American sculptor Ernest Trova once said, "For the sheer power of the graphics, Mickey Mouse is rivaled only by the Coca-Cola trademark and the swastika."
Disney would agree.
The company, now a $20.7-billion entertainment conglomerate after its corporate marriage to Capital Cities/ABC Inc., is represented almost everywhere by the onetime sorcerer's apprentice. Not a bad gig for a cartoon character who began life 67 years ago as a steamboat captain.
But he is Mickey, after all: the mouse, the myth.
Oh, he had plenty of competition rising to his lofty status. A feisty duck named Donald hit the scene in 1934 and went on to star in more cartoons than Mickey. Goofy made his debut in 1932 and soon became a favorite underdog, often stealing the show in cartoons he stumbled into. Mickey's even had to compete with his girlfriend, Minnie.
But Mickey bested them all.
Was it his trademark smile? His endearing voice? His bright eyes? Or was it the ears?
It's probably a little of everything, but endurance seems to be the key.

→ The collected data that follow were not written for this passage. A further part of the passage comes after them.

/*
 * Copyright 2025 Security Union LLC
 *
 * Licensed under either of
 *
 * * Apache License, Version 2.0
 *   (http://www.apache.org/licenses/LICENSE-2.0)
 * * MIT license
 *   (http://opensource.org/licenses/MIT)
 *
 * at your option.
 */

//! JWKS (JSON Web Key Set) cache with single-flight refresh and rotation
//! recovery.
//!
//! A lookup refreshes an empty or expired key set first. If the `kid` is
//! still unknown it forces one more refresh, since the provider may have
//! rotated keys after the set was fetched. At most one forced refresh runs
//! per cooldown window.
//!
//! Each key set carries a generation number that counts refresh attempts.
//! A caller that waited on the refresh mutex while someone else refreshed
//! sees the generation move and skips its own fetch.

use std::collections::HashMap;
use std::sync::atomic::{AtomicU64, Ordering};
use std::sync::Arc;
use std::time::Duration;

use base64::engine::general_purpose::URL_SAFE_NO_PAD;
use base64::Engine;
use jsonwebtoken::{Algorithm, DecodingKey};
use serde::Deserialize;
use tokio::sync::{Mutex, RwLock};
use tokio::time::Instant;

use crate::error::AuthError;
use crate::http::HttpFetcher;

pub const DEFAULT_JWKS_TTL: Duration = Duration::from_secs(60 * 60);

/// Minimum spacing between two forced (unknown `kid`) refreshes.
pub const DEFAULT_FORCED_REFRESH_COOLDOWN: Duration = Duration::from_secs(10);

#[derive(Debug, Deserialize)]
struct JwkEntry {
    kty: String,
    #[serde(default)]
    kid: Option<String>,
    #[serde(default)]
    alg: Option<String>,
    #[serde(default, rename = "use")]
    key_use: Option<String>,
    #[serde(default)]
    n: Option<String>,
    #[serde(default)]
    e: Option<String>,
}

#[derive(Debug, Deserialize)]
struct JwksDocument {
    keys: Vec<serde_json::Value>,
}

/// A usable RSA signing key.
#[derive(Debug, Clone, PartialEq, Eq)]
pub struct RsaJwk {
    pub kid: String,
    pub algorithm: Algorithm,
    /// Big-endian modulus bytes.
    pub modulus: Vec<u8>,
    /// Big-endian exponent bytes.
    pub exponent: Vec<u8>,
}

impl RsaJwk {
    pub fn decoding_key(&self) -> DecodingKey {
        DecodingKey::from_rsa_raw_components(&self.modulus, &self.exponent)
    }
}

fn rsa_algorithm(alg: Option<&str>) -> Option<Algorithm> {
    match alg {
        None | Some("RS256") => Some(Algorithm::RS256),
        Some("RS384") => Some(Algorithm::RS384),
        Some("RS512") => Some(Algorithm::RS512),
        Some("PS256") => Some(Algorithm::PS256),
        Some("PS384") => Some(Algorithm::PS384),
        Some("PS512") => Some(Algorithm::PS512),
        Some(_) => None,
    }
}

/// Exponent bytes as an integer, big-endian. `None` for empty or wider than
/// 64 bits.
fn exponent_value(bytes: &[u8]) -> Option<u64> {
    if bytes.is_empty() || bytes.len() > 8 {
        return None;
    }
    Some(bytes.iter().fold(0u64, |acc, b| (acc << 8) | u64::from(*b)))
}

fn parse_entry(value: serde_json::Value) -> Option<RsaJwk> {
    let jwk: JwkEntry = serde_json::from_value(value).ok()?;
    if jwk.kty != "RSA" {
        return None;
    }
    if jwk.key_use.as_deref().is_some_and(|u| u != "sig") {
        return None;
    }
    let kid = jwk.kid.filter(|k| !k.is_empty())?;
    let algorithm = rsa_algorithm(jwk.alg.as_deref())?;

    let modulus = URL_SAFE_NO_PAD
        .decode(jwk.n.as_deref().unwrap_or_default())
        .ok()
        .filter(|n| !n.is_empty())?;
    let exponent = URL_SAFE_NO_PAD
        .decode(jwk.e.as_deref().unwrap_or_default())
        .ok()?;
    // Wider exponents are not valid RSA public exponents.
    exponent_value(&exponent)?;

    Some(RsaJwk {
        kid,
        algorithm,
        modulus,
        exponent,
    })
}

/// Parse a JWKS document, keeping only usable RSA signing keys.
pub fn parse_jwks(body: &[u8]) -> Result<HashMap<String, RsaJwk>, AuthError> {
    let doc: JwksDocument = serde_json::from_slice(body)
        .map_err(|e| AuthError::Jwks(format!("malformed JWKS document: {e}")))?;
    let total = doc.keys.len();
    let keys: HashMap<String, RsaJwk> = doc
        .keys
        .into_iter()
        .filter_map(parse_entry)
        .map(|k| (k.kid.clone(), k))
        .collect();
    if keys.len() < total {
        tracing::debug!(
            usable = keys.len(),
            total,
            "skipped JWKS entries that are not RSA signing keys"
        );
    }
    Ok(keys)
}

struct KeySet {
    keys: HashMap<String, RsaJwk>,
    fetched_at: Instant,
}

#[derive(Default)]
struct RefreshState {
    last_forced: Option<Instant>,
}

#[derive(Default)]
struct Entry {
    current: RwLock<Option<Arc<KeySet>>>,
    refresh: Mutex<RefreshState>,
    generation: AtomicU64,
}

#[derive(Clone, Copy, PartialEq, Eq)]
enum Refresh {
    /// Key set empty or past its TTL.
    Expired,
    /// Key set fresh but missing the requested `kid`.
    Forced,
}

pub struct JwksCache {
    fetcher: Arc<dyn HttpFetcher>,
    ttl: Duration,
    cooldown: Duration,
    entries: RwLock<HashMap<String, Arc<Entry>>>,
}

impl JwksCache {
    pub fn new(fetcher: Arc<dyn HttpFetcher>) -> Self {
        Self::with_settings(fetcher, DEFAULT_JWKS_TTL, DEFAULT_FORCED_REFRESH_COOLDOWN)
    }

    pub fn with_settings(fetcher: Arc<dyn HttpFetcher>, ttl: Duration, cooldown: Duration) -> Self {
        Self {
            fetcher,
            ttl,
            cooldown,
            entries: RwLock::new(HashMap::new()),
        }
    }

    async fn entry(&self, jwks_uri: &str) -> Arc<Entry> {
        if let Some(entry) = self.entries.read().await.get(jwks_uri) {
            return entry.clone();
        }
        self.entries
            .write()
            .await
            .entry(jwks_uri.to_string())
            .or_default()
            .clone()
    }

    /// Signing key `kid` from the set at `jwks_uri`.
    pub async fn get_key(&self, jwks_uri: &str, kid: &str) -> Result<RsaJwk, AuthError> {
        let entry = self.entry(jwks_uri).await;

        let (set, generation) = snapshot(&entry).await;
        let fresh = set
            .as_ref()
            .is_some_and(|s| s.fetched_at.elapsed() < self.ttl);

        let generation = if fresh {
            if let Some(key) = set.as_ref().and_then(|s| s.keys.get(kid)) {
                return Ok(key.clone());
            }
            generation
        } else {
            self.refresh(&entry, jwks_uri, generation, Refresh::Expired)
                .await?;
            let (set, generation) = snapshot(&entry).await;
            if let Some(key) = set.as_ref().and_then(|s| s.keys.get(kid)) {
                return Ok(key.clone());
            }
            generation
        };

        self.refresh(&entry, jwks_uri, generation, Refresh::Forced)
            .await?;
        let (set, _) = snapshot(&entry).await;
        set.as_ref()
            .and_then(|s| s.keys.get(kid))
            .cloned()
            .ok_or_else(|| AuthError::KeyNotFound(kid.to_string()))
    }

    /// Refresh unless another caller already did since `seen_generation`.
    ///
    /// Returns an error only when the fetch failed and nothing is cached.
    async fn refresh(
        &self,
        entry: &Entry,
        jwks_uri: &str,
        seen_generation: u64,
        kind: Refresh,
    ) -> Result<(), AuthError> {
        let mut state = entry.refresh.lock().await;
        if entry.generation.load(Ordering::Acquire) != seen_generation {
            return Ok(());
        }
        if kind == Refresh::Forced {
            if let Some(last) = state.last_forced {
                if last.elapsed() < self.cooldown {
                    tracing::debug!(jwks_uri, "forced JWKS refresh suppressed by cooldown");
                    return Ok(());
                }
            }
            state.last_forced = Some(Instant::now());
        }

        let result = self.fetch(jwks_uri).await;
        entry.generation.fetch_add(1, Ordering::AcqRel);
        match result {
            Ok(keys) => {
                tracing::info!(jwks_uri, keys = keys.len(), "JWKS refreshed");
                *entry.current.write().await = Some(Arc::new(KeySet {
                    keys,
                    fetched_at: Instant::now(),
                }));
                Ok(())
            }
            Err(err) => {
                if entry.current.read().await.is_some() {
                    tracing::warn!(jwks_uri, "serving stale JWKS: {err}");
                    Ok(())
                } else {
                    Err(err)
                }
            }
        }
    }

    async fn fetch(&self, jwks_uri: &str) -> Result<HashMap<String, RsaJwk>, AuthError> {
        let body = self
            .fetcher
            .get(jwks_uri, None)
            .await
            .map_err(|e| AuthError::Jwks(e.to_string()))?;
        parse_jwks(&body)
    }
}

async fn snapshot(entry: &Entry) -> (Option<Arc<KeySet>>, u64) {
    let current = entry.current.read().await;
    (current.clone(), entry.generation.load(Ordering::Acquire))
}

If nothing else, Mickey has proven in his 67 years to possess undying likability, marketability and just plain durability.
However, these days his job isn't quite as simple as spreading joy. Mickey has the dual responsibility of being the icon of a huge corporate entity in the global entertainment economy while also reminding us of the quality that Disney executives want us all to think about when we hear the word \o7 Disney.\f7
In other words, Mickey must emphasize more the Magic than the Kingdom.
"He plays an extremely important role for the company's image," says Bob Kuperman, president and CEO of the Los Angeles-based advertising company Chiat/Day. "Mickey is this graphic, visual symbol that people immediately identify with entertainment and amusement. It doesn't matter if it's someone in Italy or Czechoslovakia or wherever, people know who Mickey is, and Disney knows this. I don't think they're worried about overusing him or using him in the wrong ways--that's almost impossible."
Gone are the days when "Mickey Mouse" is a synonym for second-rate or small-time. Mickey was caricatured in the media as a sort of fat-cat business mogul--J.D. Rockefeller in a mouse suit--following the Walt Disney Co.'s merger with Capital Cities. But Disney executives still see him as Walt's little friend.
"Mickey is at the heart of this company, and always has been," says Roy Disney, Walt's nephew and vice-chairman of the Disney board of directors. "No matter how the company changes, that remains true."
Many people assume Mickey became an icon because he was Walt's first character. Truth is, Walt created many characters during the early 1920s before the mighty mouse: Oswald the Lucky Rabbit, Julius the Cat and Peg Leg Pete.
But the mouse was Walt's first success. Following a series of setbacks in the late '20s, Disney's company was on the brink of bankruptcy. So Walt brainstormed, and with help from wife Lillian and his star animator, Ub Iwerks, they created Mickey in the summer of 1928. Lillian gave him the name--Walt wanted Mortimer. Iwerks helped design the simple image: round ears, round head, three fingers and a thumb.
But Walt provided the key to Mickey's success: an actual personality.
"So many cartoon producers up to that point would take bits of slapstick comedy, slap them together, and that was their cartoon--there was no personality," says David Smith, Disney's archive director. "Here was a cartoon character, for the first time, that everyone could identify with. He was this everyday character struggling against the woes of the world, and people saw themselves in him. That was a first."
David Smith is the guy to see if you want to know anything about the Mouse. Sitting in his office at Disney, archivist Smith is surrounded by memorabilia and virtually everything ever written on the Magic Kingdom.
"Steamboat Willie" debuted at the Colony Theater in New York City on Nov. 18, 1928, the date now considered the birthday of one Mickey Mouse. It actually wasn't his first cartoon, though. There were two previous silent shorts, "Plane Crazy" and "Gallopin' Gaucho," but since they followed the sound-barrier-breaking "The Jazz Singer" by only months, Walt couldn't sell them. (Sound was later added to the two cartoons after "Steamboat Willie" came out).
So the public saw "Steamboat Willie" first. And that was all it took.
"Mickey became a sensation almost immediately," Smith says. The Mouse emerged as a symbol for the company in the early '30s, when he began appearing on company letterhead and was used in the sign over the first Disney studios on Hyperion Avenue. "Almost immediately, Mickey was how people recognized Walt's company," he says. "And they were no fools, they saw the marketability of the character."